Sea trials for the newly refurbished U.S. Navy aircraft carrier USS Nimitz (CVN 68) commenced on October 5, following a 20-month Extended Planned Incremental Availability (EPIA) at Puget Sound Naval Shipyard in Bremerton, Wash.
Nimitz entered the shipyards in February 2015 for its fifth major maintenance period and completed the largest maintenance period to date without bringing the carrier into dry dock, according to Cmdr. Mark Yates, Nimitz chief engineering officer and native of Smithfield, Va.
“We've repaired and replaced quite a few systems,” said Capt. John Ring, commanding officer of Nimitz. “It's been a great relationship over the last two years working with Shipyard Project Superintendent Brian Fazio and his team, dealing with the many challenges we've had in the yards.”
During this period more than 14 major upgrades were made to Nimitz with more than 600,000 man-days of work accomplished by ship's force and civilian personnel.
“Teams from Combat Systems Department removed, refurbished and reinstalled over 150 antennas, saving over $3 million in contractor costs,” said Cmdr. David Gast, Nimitz combat systems officer and native of Miami. "We've updated every element of the ship's satellite communication, and information processing suites were upgraded or replaced.”
Combat systems also completely modernized the ship's Command, Control, Communications, Computers and Intelligence (C4I) capability with numerous upgrades. The ship's integrated network was updated to the new Consolidated Afloat Network Enterprise Services (CANES) system.
“It provides a more secure and robust system for the 21st century,” said Yates. “This brings us on par with the most advanced IT systems comparable to the civilian world.”
During the EPIA, modifications were made to the ship's defenses, adding two MK-38 anti-ship guns and an anti-torpedo defense system.

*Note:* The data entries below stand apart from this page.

use std::collections::HashMap;
use std::path::PathBuf;

/// File extensions tried when a specifier has no direct on-disk match.
pub const DEFAULT_EXTENSIONS: &[&str] = &["ts", "tsx", "js", "jsx"];

/// Directory-index filenames tried after the extension chain fails.
pub const DEFAULT_BARRELS: &[&str] = &["index.ts", "index.tsx", "index.js", "index.jsx"];

/// Depth bound used by the CLI when neither flag nor config sets one.
/// The detector itself requires an explicit value.
pub const DEFAULT_MAX_DEPTH: usize = 32;

#[derive(Clone, Copy, PartialEq, Eq, Debug)]
pub enum ColorMode {
    Auto,
    Always,
    Never,
}

#[derive(Clone, Copy, PartialEq, Eq, Debug)]
pub enum OutputMode {
    Human,
    Json,
}

/// Analysis options shared by the extractor, the resolver, and the
/// cycle detector. Built once per run by the CLI (or by hand in
/// library usage) and passed by reference into every core call.
#[derive(Clone)]
pub struct Options {
    pub workspace_root: PathBuf,
    /// DFS depth bound. Branches entered deeper than this contribute no
    /// cycles. Must be at least 1.
    pub max_depth: usize,
    /// When false, a file stops expanding its remaining imports once one
    /// cycle has been found through it.
    pub report_all_cycles: bool,
    pub extensions: Vec<String>,
    pub barrel_exports: Vec<String>,
    /// Specifier prefix -> workspace-relative directory, e.g. "@app" -> "src".
    pub aliases: HashMap<String, String>,
    /// Glob patterns whose matches are excluded from the graph entirely.
    pub ignore_patterns: Vec<String>,
    pub use_gitignore: bool,
    pub color: ColorMode,
    pub output: OutputMode,
    pub verbose: bool,
}

impl Options {
    /// Baseline options for a workspace. `max_depth` is deliberately a
    /// required argument: there is no universally right bound, so callers
    /// pick one (the CLI passes [`DEFAULT_MAX_DEPTH`]).
    pub fn new(workspace_root: impl Into<PathBuf>, max_depth: usize) -> Self {
        Options {
            workspace_root: workspace_root.into(),
            max_depth,
            report_all_cycles: false,
            extensions: DEFAULT_EXTENSIONS.iter().map(|s| s.to_string()).collect(),
            barrel_exports: DEFAULT_BARRELS.iter().map(|s| s.to_string()).collect(),
            aliases: default_aliases(),
            ignore_patterns: Vec::new(),
            use_gitignore: false,
            color: ColorMode::Auto,
            output: OutputMode::Human,
            verbose: false,
        }
    }
}

/// Alias table used when no config overrides it: `@app` and `@src`
/// both point at the conventional `src` root.
pub fn default_aliases() -> HashMap<String, String> {
    let mut aliases = HashMap::new();
    aliases.insert("@app".to_string(), "src".to_string());
    aliases.insert("@src".to_string(), "src".to_string());
    aliases
}

/// One import edge extracted from a file. Immutable once created.
#[derive(Clone, Debug, PartialEq, Eq)]
pub struct ImportInfo {
    /// Resolved absolute path inside the workspace.
    pub path: PathBuf,
    /// The specifier exactly as written in the source.
    pub source: String,
    /// True for `import('...')`; dynamic edges are recorded but never
    /// traversed by the cycle detector.
    pub dynamic: bool,
}

impl ImportInfo {
    pub fn new(path: PathBuf, source: &str, dynamic: bool) -> Self {
        ImportInfo {
            path,
            source: source.to_string(),
            dynamic,
        }
    }
}

/// A closed walk in the import graph: first and last element are equal.
pub type Cycle = Vec<PathBuf>;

A rebuild of the ship's second service turbine generator was completed, as well as a complete overhaul of all four distilling units creating fresh water for the ship.
The interior of the ship wasn't the only focus of the makeover. Over 100,000 square feet of flight deck non-skid was removed, and the ship performed major repairs to the jet blast deflectors and ship structure.
Nimitz also implemented new training programs for its Sailors to get ready for sea and maintain at-sea readiness.
Nimitz was the first afloat command Navywide to implement the Navy Afloat Training Strategy (NAMTS) program. The program has earned Sailors critical naval enlisted classifications (NECs) that will allow Nimitz to make critical repairs on board without being contracted out.
“I'm excited to see the ship going into full operational mode again,” said Petty Officer 3rd Class Dallymae Arce, a native of San Diego. “I've always heard stories about what being underway is like. It's nice to finally experience it on my own.”
The work completed by shipyard and ship-force personnel will be reviewed in the coming months by the Board of Inspection and Survey
(INSURV) Material Inspections (MI).
“We are working on the oldest carrier, and this is one of the most complex availabilities I think the Navy has seen in recent years,” said Brian Fazio, the shipyard project superintendent. “We have had an incredible partnership with continued respect for one another, and we worked hard to get our work done safely.”